## [PROVIDED DATA]
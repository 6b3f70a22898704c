/// An encoded group of spans waiting to be streamed.
///
/// `count` is the number of logical spans the payload represents; it is what
/// queue capacity and the `Sent` metric are measured in. The payload is opaque
/// to this crate.
#[derive(Debug, Clone, PartialEq, Eq)]
pub struct SpanBatch {
    count: u64,
    payload: Vec<u8>,
}

impl SpanBatch {
    pub fn new(count: u64, payload: Vec<u8>) -> Self {
        Self { count, payload }
    }

    #[inline]
    pub fn count(&self) -> u64 {
        self.count
    }

    #[inline]
    pub fn payload(&self) -> &[u8] {
        &self.payload
    }

    pub fn into_payload(self) -> Vec<u8> {
        self.payload
    }
}
//! Error types for span forwarding operations.

use crate::outcome::{Outcome, StatusCode};
use std::time::Duration;
use thiserror::Error;

/// Errors surfaced to callers of the public [`Forwarder`](crate::Forwarder) API.
///
/// Transport problems never show up here; they are absorbed into metrics and
/// state transitions inside the stream worker.
#[derive(Debug, Error)]
pub enum ForwarderError {
    /// The stream worker did not finish within the caller's shutdown bound.
    #[error("timed out after {0:?} waiting for span stream shutdown")]
    ShutdownTimeout(Duration),

    /// `start` was called outside a tokio runtime.
    #[error("no tokio runtime available to spawn the span stream")]
    NoRuntime,

    /// The configuration failed validation.
    #[error("invalid configuration: {0}")]
    Config(#[from] ConfigError),
}

/// Configuration validation failures.
#[derive(Debug, Clone, PartialEq, Eq, Error)]
pub enum ConfigError {
    #[error("host must not be empty")]
    EmptyHost,

    #[error("port must not be zero")]
    ZeroPort,

    #[error("license must not be empty")]
    EmptyLicense,

    #[error("run id must not be empty")]
    EmptyRunId,

    #[error("queue size must be greater than zero")]
    ZeroQueueSize,

    #[error("malformed configuration: {0}")]
    Malformed(String),
}

/// Failure to produce a fresh sender instance during a reconnect.
#[derive(Debug, Clone, Error)]
#[error("failed to clone span sender: {0}")]
pub struct SenderError(pub String);

/// A transport failure, already classified into the outcome it should drive.
///
/// Produced by every failing connect/send call and by the sender's
/// asynchronous response source.
#[derive(Debug, Clone, PartialEq, Error)]
#[error("{outcome:?}: {reason}")]
pub struct StreamFailure {
    /// What the stream worker should do next.
    pub outcome: Outcome,
    /// Supportability metric to bump by one, if any.
    pub metric: Option<String>,
    /// Human-readable cause for logs.
    pub reason: String,
}

impl StreamFailure {
    /// Creates a failure with an explicit outcome and metric.
    pub fn new(outcome: Outcome, metric: Option<String>, reason: impl Into<String>) -> Self {
        Self {
            outcome,
            metric,
            reason: reason.into(),
        }
    }

    /// Classifies a transport status code using the default policy.
    pub fn from_status(code: StatusCode, reason: impl Into<String>) -> Self {
        Self {
            outcome: code.outcome(),
            metric: Some(code.metric_name()),
            reason: reason.into(),
        }
    }
}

## [YOUR OBJECTIVE]
A single figure is required: how many lines above contain the word "count".

## [EXERCISE ANSWER]
6